L’ormono-dipendenza di questa patologia giustifica la regressione della sintomatologia con la cessazione dell’attività ormonale ovarica. In Italia sono affette da endometriosi circa il 5% delle donne, il 10% delle donne in età fertile: si stimano in totale circa 3 milioni di casi nei vari stadi clinici.
La malattia endometriosica è causa di sub-infertilità o infertilità (30-40 % dei casi) e colpisce prevalentemente donne fra i 25 ed i 35 anni. L’endometriosi ha un notevole impatto sulla qualità della vita, sia dal punto di vista sintomatologico (dismenorrea, dispareunia, dolore pelvico cronico disuria, dischezia), sia per le potenziali ripercussioni negative sulla fertilità e, infine, per l’alto costo economico, derivante da un lungo percorso diagnostico che mediamente dura diversi anni.
L’endometriosi può coinvolgere diverse sedi anatomiche. La più frequente è quella ovarica con la formazione di cisti mono-bilaterali di diversa grandezza, contenenti sangue prodotto da cellule endometriali.
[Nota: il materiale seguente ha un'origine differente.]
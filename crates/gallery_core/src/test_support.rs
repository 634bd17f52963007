//! Recording collaborators shared by the unit test suites.

use std::{
    collections::VecDeque,
    num::NonZeroU32,
    sync::{Arc, Mutex},
};

use anyhow::{anyhow, Result};
use photo_services::{PhotoAssistantService, UploadService};
use shared::domain::{FilterMethod, FilterValue, Photo, PhotoRecord, SurfaceHandle};

#[derive(Debug, Clone, PartialEq, Eq)]
pub(crate) enum Call {
    Upload,
    Fetch,
    AddPhoto { src: String, description: String },
    Sort,
    Display { columns: u32, container: String },
    AddPhotoToBeFiltered(String),
    AddFilter(String, String),
    ApplyFilter,
}

pub(crate) type CallLog = Arc<Mutex<Vec<Call>>>;

pub(crate) fn call_log() -> CallLog {
    Arc::new(Mutex::new(Vec::new()))
}

pub(crate) fn calls(log: &CallLog) -> Vec<Call> {
    log.lock().expect("call log").clone()
}

pub(crate) fn count(log: &CallLog, wanted: fn(&Call) -> bool) -> usize {
    calls(log).iter().filter(|call| wanted(call)).count()
}

pub(crate) struct RecordingAssistant {
    log: CallLog,
    fail_with: Option<String>,
}

impl RecordingAssistant {
    pub(crate) fn new(log: &CallLog) -> Self {
        Self {
            log: Arc::clone(log),
            fail_with: None,
        }
    }

    pub(crate) fn failing(log: &CallLog, err: impl Into<String>) -> Self {
        Self {
            log: Arc::clone(log),
            fail_with: Some(err.into()),
        }
    }

    fn record(&self, call: Call) -> Result<()> {
        self.log.lock().expect("call log").push(call);
        match &self.fail_with {
            Some(err) => Err(anyhow!(err.clone())),
            None => Ok(()),
        }
    }
}

impl PhotoAssistantService for RecordingAssistant {
    fn add_photo_to_gallery(&self, photo: &Photo, description: &str) -> Result<()> {
        self.record(Call::AddPhoto {
            src: photo.src().to_string(),
            description: description.to_string(),
        })
    }

    fn sort_photos_alphabetically(&self) -> Result<()> {
        self.record(Call::Sort)
    }

    fn display_gallery(&self, columns: NonZeroU32, container: &SurfaceHandle) -> Result<()> {
        self.record(Call::Display {
            columns: columns.get(),
            container: container.to_string(),
        })
    }

    fn add_photo_to_be_filtered(&self, photo: &Photo) -> Result<()> {
        self.record(Call::AddPhotoToBeFiltered(photo.display_name().to_string()))
    }

    fn add_filter(&self, method: FilterMethod, value: &FilterValue) -> Result<()> {
        self.record(Call::AddFilter(
            method.as_str().to_string(),
            value.as_str().to_string(),
        ))
    }

    fn apply_filter(&self) -> Result<()> {
        self.record(Call::ApplyFilter)
    }
}

/// Upload double whose fetch results are scripted up front. It never signals
/// completion; tests publish the broadcast themselves.
pub(crate) struct ScriptedUpload {
    log: CallLog,
    fetches: Mutex<VecDeque<Result<Vec<PhotoRecord>, String>>>,
    upload_error: Option<String>,
}

impl ScriptedUpload {
    pub(crate) fn new(log: &CallLog) -> Self {
        Self {
            log: Arc::clone(log),
            fetches: Mutex::new(VecDeque::new()),
            upload_error: None,
        }
    }

    pub(crate) fn refusing(log: &CallLog, err: impl Into<String>) -> Self {
        let mut upload = Self::new(log);
        upload.upload_error = Some(err.into());
        upload
    }

    pub(crate) fn then_batch(self, records: Vec<PhotoRecord>) -> Self {
        self.fetches.lock().expect("fetches").push_back(Ok(records));
        self
    }

    pub(crate) fn then_failure(self, err: impl Into<String>) -> Self {
        self.fetches.lock().expect("fetches").push_back(Err(err.into()));
        self
    }
}

impl UploadService for ScriptedUpload {
    fn upload_photo(&self) -> Result<()> {
        self.log.lock().expect("call log").push(Call::Upload);
        match &self.upload_error {
            Some(err) => Err(anyhow!(err.clone())),
            None => Ok(()),
        }
    }

    fn get_uploaded_photos_data(&self) -> Result<Vec<PhotoRecord>> {
        self.log.lock().expect("call log").push(Call::Fetch);
        match self.fetches.lock().expect("fetches").pop_front() {
            Some(Ok(records)) => Ok(records),
            Some(Err(err)) => Err(anyhow!(err)),
            None => Ok(Vec::new()),
        }
    }
}

pub(crate) fn zebra_and_apple() -> Vec<PhotoRecord> {
    vec![
        PhotoRecord::new("a.png", "Zebra"),
        PhotoRecord::new("b.png", "Apple"),
    ]
}
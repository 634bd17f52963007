//! Explicit, typed replacement for the ambient window event channel.
//!
//! Delivery is synchronous: `publish` returns after every listener has run.
//! A publish that arrives while a dispatch is in progress (a listener publishing,
//! or another thread) is queued and drained by the dispatch already running, so
//! listener invocations never overlap.

use std::{
    collections::VecDeque,
    sync::{Arc, Mutex, MutexGuard, PoisonError, Weak},
};

use shared::protocol::GalleryEvent;
use tracing::{debug, trace};

type Listener = Arc<dyn Fn(GalleryEvent) + Send + Sync>;

struct Registered {
    id: u64,
    event: GalleryEvent,
    listener: Listener,
}

#[derive(Default)]
struct BusState {
    next_id: u64,
    listeners: Vec<Registered>,
    queue: VecDeque<GalleryEvent>,
    dispatching: bool,
}

fn lock(state: &Mutex<BusState>) -> MutexGuard<'_, BusState> {
    state.lock().unwrap_or_else(PoisonError::into_inner)
}

#[derive(Clone, Default)]
pub struct EventBus {
    state: Arc<Mutex<BusState>>,
}

impl EventBus {
    pub fn new() -> Self {
        Self::default()
    }

    /// Registers `listener` for `event`. The listener stays registered until the
    /// returned [`Subscription`] is dropped.
    #[must_use = "dropping the subscription unregisters the listener"]
    pub fn subscribe<F>(&self, event: GalleryEvent, listener: F) -> Subscription
    where
        F: Fn(GalleryEvent) + Send + Sync + 'static,
    {
        let mut state = lock(&self.state);
        let id = state.next_id;
        state.next_id += 1;
        state.listeners.push(Registered {
            id,
            event,
            listener: Arc::new(listener),
        });
        trace!(event = %event, id, "listener subscribed");

        Subscription {
            id,
            event,
            state: Arc::downgrade(&self.state),
        }
    }

    pub fn publish(&self, event: GalleryEvent) {
        {
            let mut state = lock(&self.state);
            state.queue.push_back(event);
            if state.dispatching {
                debug!(event = %event, "dispatch in progress; broadcast queued");
                return;
            }
            state.dispatching = true;
        }

        let _dispatching = DispatchGuard { state: &self.state };
        loop {
            let (event, listeners) = {
                let mut state = lock(&self.state);
                let Some(event) = state.queue.pop_front() else {
                    state.dispatching = false;
                    break;
                };
                let listeners: Vec<Listener> = state
                    .listeners
                    .iter()
                    .filter(|registered| registered.event == event)
                    .map(|registered| Arc::clone(&registered.listener))
                    .collect();
                (event, listeners)
            };

            debug!(event = %event, listeners = listeners.len(), "dispatching broadcast");
            for listener in listeners {
                listener(event);
            }
        }
    }

    pub fn listener_count(&self, event: GalleryEvent) -> usize {
        lock(&self.state)
            .listeners
            .iter()
            .filter(|registered| registered.event == event)
            .count()
    }
}

/// Unblocks the bus when a listener panics mid-dispatch.
struct DispatchGuard<'a> {
    state: &'a Mutex<BusState>,
}

impl Drop for DispatchGuard<'_> {
    fn drop(&mut self) {
        if std::thread::panicking() {
            let mut state = lock(self.state);
            state.dispatching = false;
            state.queue.clear();
        }
    }
}

pub struct Subscription {
    id: u64,
    event: GalleryEvent,
    state: Weak<Mutex<BusState>>,
}

impl Subscription {
    pub fn event(&self) -> GalleryEvent {
        self.event
    }
}

impl Drop for Subscription {
    fn drop(&mut self) {
        if let Some(state) = self.state.upgrade() {
            lock(&state)
                .listeners
                .retain(|registered| registered.id != self.id);
            trace!(event = %self.event, id = self.id, "listener unsubscribed");
        }
    }
}

#[cfg(test)]
#[path = "tests/event_bus_tests.rs"]
mod tests;
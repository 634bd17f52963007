//! Contracts for the collaborators the gallery core drives, plus in-memory
//! implementations used by tests and the command-line front end.

use std::num::NonZeroU32;

use shared::domain::{FilterMethod, FilterValue, Photo, PhotoRecord, SurfaceHandle};

pub mod memory;

pub use memory::{GalleryLayout, GalleryTile, InMemoryPhotoAssistant, StagedUploadService};

/// Called by an upload service once an upload has finished.
pub type CompletionHook = Box<dyn Fn() + Send + Sync>;

pub trait UploadService: Send + Sync {
    /// Starts an upload. Completion is signalled out of band, never by returning.
    fn upload_photo(&self) -> anyhow::Result<()>;
    fn get_uploaded_photos_data(&self) -> anyhow::Result<Vec<PhotoRecord>>;
}

pub trait PhotoAssistantService: Send + Sync {
    fn add_photo_to_gallery(&self, photo: &Photo, description: &str) -> anyhow::Result<()>;
    fn sort_photos_alphabetically(&self) -> anyhow::Result<()>;
    fn display_gallery(&self, columns: NonZeroU32, container: &SurfaceHandle)
        -> anyhow::Result<()>;
    fn add_photo_to_be_filtered(&self, photo: &Photo) -> anyhow::Result<()>;
    fn add_filter(&self, method: FilterMethod, value: &FilterValue) -> anyhow::Result<()>;
    fn apply_filter(&self) -> anyhow::Result<()>;
}
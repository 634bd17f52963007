use std::{
    fs,
    path::{Path, PathBuf},
};

use anyhow::Context;
use serde::Deserialize;

const DEFAULT_CONFIG_FILE: &str = "gallery.toml";

#[derive(Debug, Clone, PartialEq)]
pub struct Settings {
    pub columns: u32,
    pub container: String,
    pub upload_dir: PathBuf,
    pub log_filter: String,
}

impl Default for Settings {
    fn default() -> Self {
        Self {
            columns: 3,
            container: "photo-gallery".into(),
            upload_dir: PathBuf::from("./photos"),
            log_filter: "info".into(),
        }
    }
}

#[derive(Debug, Default, Deserialize)]
#[serde(deny_unknown_fields)]
struct FileSettings {
    columns: Option<u32>,
    container: Option<String>,
    upload_dir: Option<PathBuf>,
    log_filter: Option<String>,
}

pub fn load_settings(config_path: Option<&Path>) -> anyhow::Result<Settings> {
    load_settings_from(config_path, |key| std::env::var(key).ok())
}

/// Defaults, then the TOML file, then environment overrides. An explicit
/// `config_path` must exist; the default `gallery.toml` is optional.
pub fn load_settings_from(
    config_path: Option<&Path>,
    env: impl Fn(&str) -> Option<String>,
) -> anyhow::Result<Settings> {
    let mut settings = Settings::default();

    let raw = match config_path {
        Some(path) => Some(
            fs::read_to_string(path)
                .with_context(|| format!("failed to read config file '{}'", path.display()))?,
        ),
        None => fs::read_to_string(DEFAULT_CONFIG_FILE).ok(),
    };
    if let Some(raw) = raw {
        let file_cfg: FileSettings = toml::from_str(&raw).context("failed to parse gallery config")?;
        if let Some(v) = file_cfg.columns {
            settings.columns = v;
        }
        if let Some(v) = file_cfg.container {
            settings.container = v;
        }
        if let Some(v) = file_cfg.upload_dir {
            settings.upload_dir = v;
        }
        if let Some(v) = file_cfg.log_filter {
            settings.log_filter = v;
        }
    }

    for key in ["GALLERY_COLUMNS", "APP__COLUMNS"] {
        if let Some(parsed) = env(key).and_then(|v| v.trim().parse::<u32>().ok()) {
            settings.columns = parsed;
        }
    }
    for key in ["GALLERY_CONTAINER", "APP__CONTAINER"] {
        if let Some(v) = env(key) {
            settings.container = v;
        }
    }
    for key in ["GALLERY_UPLOAD_DIR", "APP__UPLOAD_DIR"] {
        if let Some(v) = env(key) {
            settings.upload_dir = PathBuf::from(v);
        }
    }
    for key in ["GALLERY_LOG_FILTER", "APP__LOG_FILTER"] {
        if let Some(v) = env(key) {
            settings.log_filter = v;
        }
    }

    Ok(settings)
}
use shared::domain::{Photo, PhotoId, PhotoRecord};

/// Builds a renderable [`Photo`] from one uploaded record.
#[derive(Debug, Clone, PartialEq, Eq)]
pub struct PhotoModel {
    url: String,
    name: String,
}

impl PhotoModel {
    pub fn new(url: impl Into<String>, name: impl Into<String>) -> Self {
        Self {
            url: url.into(),
            name: name.into(),
        }
    }

    pub fn from_record(record: PhotoRecord) -> Self {
        Self::new(record.url, record.name)
    }

    /// Each call yields a photo with a fresh identity.
    pub fn constructed_image_element(&self) -> Photo {
        Photo::new(PhotoId::new(), self.url.clone(), self.display_name())
    }

    fn display_name(&self) -> String {
        let name = self.name.trim();
        if !name.is_empty() {
            return name.to_string();
        }
        file_stem(&self.url).to_string()
    }
}

fn file_stem(url: &str) -> &str {
    let path = url.split(['?', '#']).next().unwrap_or_default();
    let file = path.rsplit('/').next().unwrap_or(path);
    match file.rsplit_once('.') {
        Some((stem, _)) if !stem.is_empty() => stem,
        _ => file,
    }
}
use std::sync::Arc;

use photo_services::{InMemoryPhotoAssistant, StagedUploadService};
use shared::protocol::GalleryEvent;

use crate::{event_bus::EventBus, orchestrator::ControllerOrchestrator};

/// A self-contained set of collaborators: staged uploads, an in-memory
/// assistant and a bus on which upload completion is broadcast.
pub struct InMemoryServices {
    pub upload: Arc<StagedUploadService>,
    pub assistant: Arc<InMemoryPhotoAssistant>,
    pub events: EventBus,
}

impl InMemoryServices {
    pub fn new() -> Self {
        let upload = Arc::new(StagedUploadService::new());
        let assistant = Arc::new(InMemoryPhotoAssistant::new());
        let events = EventBus::new();

        let publisher = events.clone();
        upload.on_upload_complete(Box::new(move || {
            publisher.publish(GalleryEvent::PhotosUploaded)
        }));

        Self {
            upload,
            assistant,
            events,
        }
    }

    pub fn orchestrator(&self) -> ControllerOrchestrator {
        ControllerOrchestrator::new(
            self.assistant.clone(),
            self.upload.clone(),
            self.events.clone(),
        )
    }
}

impl Default for InMemoryServices {
    fn default() -> Self {
        Self::new()
    }
}
//! Upload-to-display pipeline driven by lifecycle broadcasts.

use std::sync::{Arc, Mutex, MutexGuard, PoisonError, Weak};

use photo_services::{PhotoAssistantService, UploadService};
use shared::{
    domain::{GalleryConfiguration, Photo, PhotoRecord},
    error::GalleryError,
    protocol::GalleryEvent,
};
use tracing::{debug, error, info, warn};

use crate::{
    event_bus::{EventBus, Subscription},
    photo_model::PhotoModel,
};

#[derive(Debug, Clone, Copy, PartialEq, Eq)]
pub enum ControllerState {
    Unconfigured,
    Configured,
}

#[derive(Debug, Clone, Copy)]
struct PipelineReport {
    fetched: usize,
    built: usize,
    registered: usize,
}

struct GalleryPipeline {
    photo_assistant: Arc<dyn PhotoAssistantService>,
    upload_service: Arc<dyn UploadService>,
    configuration: Option<GalleryConfiguration>,
    uploaded_photos_data: Vec<PhotoRecord>,
    photos: Vec<Photo>,
    registered: usize,
}

impl GalleryPipeline {
    fn on_photos_uploaded(&mut self) -> Result<PipelineReport, GalleryError> {
        let configuration = self.configuration()?.clone();

        let fetched = self.fetch_photo_data();
        let built = self.create_photos_from_data();
        let registered = self.add_photos_to_gallery()?;
        self.sort_photos_alphabetically()?;
        self.display_constructed_gallery(&configuration)?;

        Ok(PipelineReport {
            fetched,
            built,
            registered,
        })
    }

    fn on_editing_modal_closed(&mut self) -> Result<(), GalleryError> {
        let configuration = self.configuration()?.clone();
        self.sort_photos_alphabetically()?;
        self.display_constructed_gallery(&configuration)
    }

    fn configuration(&self) -> Result<&GalleryConfiguration, GalleryError> {
        self.configuration
            .as_ref()
            .ok_or(GalleryError::NotConfigured("photo gallery"))
    }

    /// A failed fetch is not fatal: the run goes on with whatever records are
    /// still pending from earlier fetches.
    fn fetch_photo_data(&mut self) -> usize {
        match self.upload_service.get_uploaded_photos_data() {
            Ok(records) => {
                let fetched = records.len();
                self.uploaded_photos_data.extend(records);
                debug!(fetched, "uploaded photo data fetched");
                fetched
            }
            Err(err) => {
                error!(
                    error = %err,
                    pending = self.uploaded_photos_data.len(),
                    "failed to fetch uploaded photo data; continuing with pending records"
                );
                0
            }
        }
    }

    fn create_photos_from_data(&mut self) -> usize {
        let before = self.photos.len();
        self.photos.extend(
            self.uploaded_photos_data
                .drain(..)
                .map(|record| PhotoModel::from_record(record).constructed_image_element()),
        );
        self.photos.len() - before
    }

    fn add_photos_to_gallery(&mut self) -> Result<usize, GalleryError> {
        let start = self.registered;
        for photo in &self.photos[start..] {
            self.photo_assistant
                .add_photo_to_gallery(photo, photo.display_name())
                .map_err(|err| GalleryError::collaborator("add photo to gallery", err))?;
            self.registered += 1;
        }
        Ok(self.registered - start)
    }

    fn sort_photos_alphabetically(&self) -> Result<(), GalleryError> {
        self.photo_assistant
            .sort_photos_alphabetically()
            .map_err(|err| GalleryError::collaborator("sort photos", err))
    }

    fn display_constructed_gallery(
        &self,
        configuration: &GalleryConfiguration,
    ) -> Result<(), GalleryError> {
        self.photo_assistant
            .display_gallery(configuration.columns, &configuration.container)
            .map_err(|err| GalleryError::collaborator("display gallery", err))
    }
}

fn lock(pipeline: &Mutex<GalleryPipeline>) -> MutexGuard<'_, GalleryPipeline> {
    pipeline.lock().unwrap_or_else(PoisonError::into_inner)
}

fn react(pipeline: &Weak<Mutex<GalleryPipeline>>, event: GalleryEvent) {
    let Some(pipeline) = pipeline.upgrade() else {
        return;
    };
    let mut pipeline = lock(&pipeline);
    if pipeline.configuration.is_none() {
        warn!(event = %event, "photo gallery is not configured; ignoring broadcast");
        return;
    }

    let outcome = match event {
        GalleryEvent::PhotosUploaded => pipeline.on_photos_uploaded().map(|report| {
            info!(
                fetched = report.fetched,
                built = report.built,
                registered = report.registered,
                "photo gallery rebuilt"
            );
        }),
        GalleryEvent::EditingModalClosed => pipeline
            .on_editing_modal_closed()
            .map(|()| debug!("photo gallery redisplayed after editing")),
    };
    if let Err(err) = outcome {
        error!(event = %event, error = %err, "photo gallery pipeline run failed");
    }
}

/// Owns one gallery's working set and keeps it in sync with the two broadcasts.
///
/// Dropping the controller drops its subscriptions, so a replaced controller
/// stops reacting immediately.
pub struct PhotoGalleryController {
    upload_service: Arc<dyn UploadService>,
    pipeline: Arc<Mutex<GalleryPipeline>>,
    _subscriptions: [Subscription; 2],
}

impl PhotoGalleryController {
    pub fn new(
        photo_assistant: Arc<dyn PhotoAssistantService>,
        upload_service: Arc<dyn UploadService>,
        events: &EventBus,
    ) -> Self {
        let pipeline = Arc::new(Mutex::new(GalleryPipeline {
            photo_assistant,
            upload_service: Arc::clone(&upload_service),
            configuration: None,
            uploaded_photos_data: Vec::new(),
            photos: Vec::new(),
            registered: 0,
        }));

        let subscriptions = GalleryEvent::ALL.map(|event| {
            let pipeline = Arc::downgrade(&pipeline);
            events.subscribe(event, move |event| react(&pipeline, event))
        });

        Self {
            upload_service,
            pipeline,
            _subscriptions: subscriptions,
        }
    }

    pub fn setup_photo_gallery(&self, columns: f64, container: &str) -> Result<(), GalleryError> {
        let configuration = GalleryConfiguration::validate(columns, container)?;
        info!(
            columns = configuration.columns.get(),
            container = %configuration.container,
            "photo gallery configured"
        );
        lock(&self.pipeline).configuration = Some(configuration);
        Ok(())
    }

    /// Fire-and-forget: the pipeline runs when `photosUploaded` is broadcast.
    pub fn upload_photos(&self) -> Result<(), GalleryError> {
        // No pipeline lock here; the service may broadcast completion synchronously.
        self.upload_service
            .upload_photo()
            .map_err(|err| GalleryError::collaborator("upload photos", err))
    }

    pub fn state(&self) -> ControllerState {
        match lock(&self.pipeline).configuration {
            Some(_) => ControllerState::Configured,
            None => ControllerState::Unconfigured,
        }
    }

    pub fn configuration(&self) -> Option<GalleryConfiguration> {
        lock(&self.pipeline).configuration.clone()
    }

    pub fn photos(&self) -> Vec<Photo> {
        lock(&self.pipeline).photos.clone()
    }

    pub fn registered_count(&self) -> usize {
        lock(&self.pipeline).registered
    }
}

#[cfg(test)]
#[path = "tests/gallery_controller_tests.rs"]
mod tests;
Altre localizzazioni frequenti, soprattutto negli stadi avanzati della malattia, sono: il peritoneo pelvico, organi pelvici quali, i legamenti uterini, la vescica e gli ureteri, o l’intestino.
Quando lo spessore riguarda le pareti del viscere uterino l’endometriosi viene denominata adenomiosi. Più raramente, la patologia coinvolge organi e tessuti posti al di fuori della pelvi come la pleura (endometriosi extra-pelvica). A seconda della sede, la malattia endometriosica viene classificata in:
- endometriosi ovarica;
- endometriosi peritoneale superficiale;
- endometriosi peritoneale profonda.
In molti casi tuttavia, si può verificare la compresenza di diversi tipi di lesioni.
Sintomi dell’Endometriosi
Cercheremo di riassumere i principali sintomi che colpiscono le donne affette da endometriosi.
1. Dolore Pelvico
Quando parliamo di dolore pelvico intendiamo un dolore che si articola nella parte inferiore del tronco, quindi un dolore addominale al di sotto dell’ombelico. Il dolore pelvico viene catalogato come:
- acuto: quando ha una durata non superiore a 2 o 3 mesi;
- cronico: se persiste per 6 o più mesi.
Diagnosticare il dolore pelvico in una donna può essere estremamente complesso, in quanto può essere causato da un elevato numero di disturbi di diversa origine, fra questi:
- ginecologici;
- gastrointestinali;
- urinari;
- muscolo-scheletrici.
Il dolore pelvico sia cronico che acuto, comporta risposte sensitive, motorie, affettive, e comportamentali, molto variabili.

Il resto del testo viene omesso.